Think About the Mode of Messaging, Not Just the Message
A fundamental aspect of advertising that separates award-winning digital campaigns from those we usually produce is that while we focus on getting the message right, we forget to think about the best way to bring the message to life. Brands that go big on digital usually choose one platform to run their campaign and then think about how to fully leverage that platform. For instance, Bacardi has demonstrated platform-focused creativity in leveraging Instagram’s features to craft distinctive and noteworthy digital content. Two standout campaigns perfectly exemplify their innovative approach. In their ‘Instant DJ’ campaign, Bacardi cleverly tapped into users’ ‘skipping’ behaviour on Instagram Stories. By presenting a series of stories, users were given the opportunity to become DJs simply by skipping through the content as every time they skipped a story they would hear different sounds; through a clever gamification strategy, users ended up creating different frequencies based on their skipping patterns to generate their own unique music. This interactive experience not only engaged users but also fostered a sense of playfulness and immersion in the brand. In ‘Live Moves’ in which Bacardi collaborated with A-Trak and Les Twins, the world’s first user-directed music video on Instagram was created. Here, users could direct the narrative of the music video by making real-time choices; by involving the audience in the creative process, Bacardi broke new ground in user engagement and content co-creation. The brand could have simply shot a great music video and posted it for users to enjoy, but they made proper use of the mode of messaging, rather than just hammering the message. These examples illustrate how Bacardi demonstrated their ability to think beyond conventional advertising approaches and unlock the potential of Instagram’s platform.

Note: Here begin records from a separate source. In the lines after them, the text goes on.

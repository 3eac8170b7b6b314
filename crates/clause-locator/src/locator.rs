//! Locate-and-highlight lifecycle over the external document viewer
//!
//! The locator turns a clause reference into search candidates, drives the
//! viewer's literal-search primitive, and manages the highlight lifecycle:
//! `Idle -> Pending (no document yet) -> Searching -> Highlighted -> Idle`.
//! All public operations absorb failures; none of them panics or returns an
//! error to the caller.

use chrono::{DateTime, Duration, Utc};
use tracing::{debug, warn};

use crate::error::LocateError;
use crate::variants::{build_variants, first_line_excerpt};

/// Seconds a highlight stays on screen before it is auto-cleared.
pub const AUTO_CLEAR_SECS: i64 = 8;

/// Literal-search primitive exposed by the external document viewer.
///
/// `find` reports a match count and returns 0, never an error, when nothing
/// matches; it may be queried before any successful match. `navigate`
/// scrolls the view to a zero-indexed occurrence of the last find.
pub trait DocumentSearch {
    fn find(&mut self, text: &str) -> usize;
    fn navigate(&mut self, match_index: usize);
    fn clear_highlight(&mut self);
}

/// Observable lifecycle state (`Searching` is transient within a call and
/// never observed between calls).
#[derive(Debug, Clone, Copy, PartialEq, Eq)]
pub enum LocatorState {
    Idle,
    Pending,
    Highlighted,
}

#[derive(Debug, Clone)]
struct HighlightSession {
    query: String,
    clear_deadline: DateTime<Utc>,
}

/// Clause locator over a viewer `S`.
///
/// Single-threaded by design: the host calls every operation from its UI
/// context and pumps [`ClauseLocator::tick`] from its frame loop. Time is
/// always passed in explicitly, never read ambiently.
#[derive(Debug)]
pub struct ClauseLocator<S> {
    viewer: Option<S>,
    document_loaded: bool,
    // Single-slot pending buffer: a locate call issued before the document
    // is ready overwrites any earlier unexecuted request (last wins, no
    // queueing).
    pending: Option<String>,
    highlight: Option<HighlightSession>,
}

impl<S> Default for ClauseLocator<S> {
    fn default() -> Self {
        Self {
            viewer: None,
            document_loaded: false,
            pending: None,
            highlight: None,
        }
    }
}

impl<S: DocumentSearch> ClauseLocator<S> {
    pub fn new() -> Self {
        Self::default()
    }

    pub fn with_viewer(viewer: S) -> Self {
        Self {
            viewer: Some(viewer),
            ..Self::default()
        }
    }

    pub fn attach_viewer(&mut self, viewer: S) {
        self.viewer = Some(viewer);
    }

    pub fn viewer(&self) -> Option<&S> {
        self.viewer.as_ref()
    }

    pub fn state(&self) -> LocatorState {
        if self.highlight.is_some() {
            LocatorState::Highlighted
        } else if self.pending.is_some() {
            LocatorState::Pending
        } else {
            LocatorState::Idle
        }
    }

    /// The variant currently highlighted, if any.
    pub fn highlighted_query(&self) -> Option<&str> {
        self.highlight.as_ref().map(|session| session.query.as_str())
    }

    /// Locate a clause reference and scroll the viewer to it.
    pub fn search_and_scroll_to(&mut self, text: &str, now: DateTime<Utc>) {
        self.request(text.to_string(), now);
    }

    /// Same path as [`ClauseLocator::search_and_scroll_to`]; kept as the
    /// entry point clause lists and chat replies call.
    pub fn highlight_clause(&mut self, reference: &str, now: DateTime<Utc>) {
        self.request(reference.to_string(), now);
    }

    /// Locate the excerpt that triggered a risk finding. Only the first
    /// line, capped at 100 characters, is searched.
    pub fn highlight_risk_excerpt(&mut self, excerpt: &str, now: DateTime<Utc>) {
        self.request(first_line_excerpt(excerpt), now);
    }

    /// Cancel any pending request and clear the current highlight. Safe to
    /// call when nothing is highlighted; idle calls touch nothing.
    pub fn clear_highlights(&mut self) {
        let had_pending = self.pending.take().is_some();
        let had_highlight = self.highlight.take().is_some();
        if !had_pending && !had_highlight {
            return;
        }
        if had_highlight {
            if let Some(viewer) = self.viewer.as_mut() {
                viewer.clear_highlight();
            }
        }
    }

    /// Document-load signal, fired at most once per document open. Replays
    /// the stored pending request, if any.
    pub fn document_loaded(&mut self, now: DateTime<Utc>) {
        self.document_loaded = true;
        if let Some(query) = self.pending.take() {
            self.run(&query, now);
        }
    }

    /// Auto-clear pump; the host calls this from its frame loop. Clears the
    /// highlight once its deadline has passed.
    pub fn tick(&mut self, now: DateTime<Utc>) {
        let expired = self
            .highlight
            .as_ref()
            .is_some_and(|session| now >= session.clear_deadline);
        if expired {
            if let Some(session) = self.highlight.take() {
                debug!(query = %session.query, "highlight auto-clear deadline reached");
            }
            if let Some(viewer) = self.viewer.as_mut() {
                viewer.clear_highlight();
            }
        }
    }

    fn request(&mut self, query: String, now: DateTime<Utc>) {
        // A new locate supersedes whatever is on screen or queued. Disarm
        // the old deadline before anything else so a stale timer can never
        // clear the newer highlight.
        if self.highlight.take().is_some() {
            if let Some(viewer) = self.viewer.as_mut() {
                viewer.clear_highlight();
            }
        }
        if !self.document_loaded {
            debug!(query = %query, "document not loaded, storing pending locate request");
            self.pending = Some(query);
            return;
        }
        self.run(&query, now);
    }

    fn run(&mut self, query: &str, now: DateTime<Utc>) {
        match self.execute(query, now) {
            Ok(()) => {}
            Err(LocateError::NoMatch { query }) => {
                debug!(query = %query, "no variant matched, leaving view untouched");
            }
            Err(err @ LocateError::ViewerUnavailable) => {
                warn!(query = %query, "{err}");
            }
        }
    }

    fn execute(&mut self, query: &str, now: DateTime<Utc>) -> Result<(), LocateError> {
        let viewer = self.viewer.as_mut().ok_or(LocateError::ViewerUnavailable)?;
        for variant in build_variants(query) {
            let count = viewer.find(&variant);
            if count == 0 {
                continue;
            }
            // The first occurrence of a short clause number is frequently
            // the table-of-contents entry, so prefer the second match when
            // one exists.
            let index = if count > 1 { 1 } else { 0 };
            viewer.navigate(index);
            self.highlight = Some(HighlightSession {
                query: variant,
                clear_deadline: now + Duration::seconds(AUTO_CLEAR_SECS),
            });
            return Ok(());
        }
        Err(LocateError::NoMatch {
            query: query.to_string(),
        })
    }
}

Discover What Each Platform has To Offer
Digital platforms are a treasure chest. They feature the widest array of branding opportunities since the advent of advertising. Although we claim to understand the possibilities these platforms offer, the truth is that we have only scratched the surface. Try and recall how many Pakistani brands have used these features innovatively or gone beyond their standard usage. In fact, even our bumper ads generally look like the five-seconders that come on TV as sponsored ads before a show resumes. This is because many brands often repurpose their TV commercials or print ads into online formats without making use of the unique capabilities available on digital. This misses the point of going digital; rather than fully leveraging digital, we are just ticking the digital presence box. We need to recognise that digital platforms allow for more than passive viewing. Interactive formats, such as shoppable ads, quizzes and augmented reality experiences provide avenues to actively engage consumers with a brand. Yet, as an industry, we are still stuck on the notion that unless the campaign contains a big-ticket ad film, it is not a big campaign.
Where Is the Data?
When discussing the benefits of digital advertising, it’s impossible to miss analytics. Brands have the opportunity to monitor their advertising’s performance in real-time and make decisions based on that. With techniques like A/B testing, the effectiveness of campaigns can be gauged, yet with most Pakistani brands, it feels as if once a creative asset goes online, it is never coming down – regardless of performance. Brands need to step up their game and use data to drive their campaigns. This data can quite literally answer questions such as what people like and what they don’t like – an invaluable resource for efficient advertising.
To effectively tap into the treasure trove of digital advertising, brands need to think beyond traditional approaches, experiment with new formats and embrace the features and functionalities digital platforms provide. If they do this, brands will create impactful campaigns that forge deeper connections with their audience and drive meaningful results.
Muhammad Ali Khan is AVP/Manager Communications, JS Bank. He has previously served as Associate Director Strategy & Creative at Synergy Dentsu and Spectrum VMLY&R.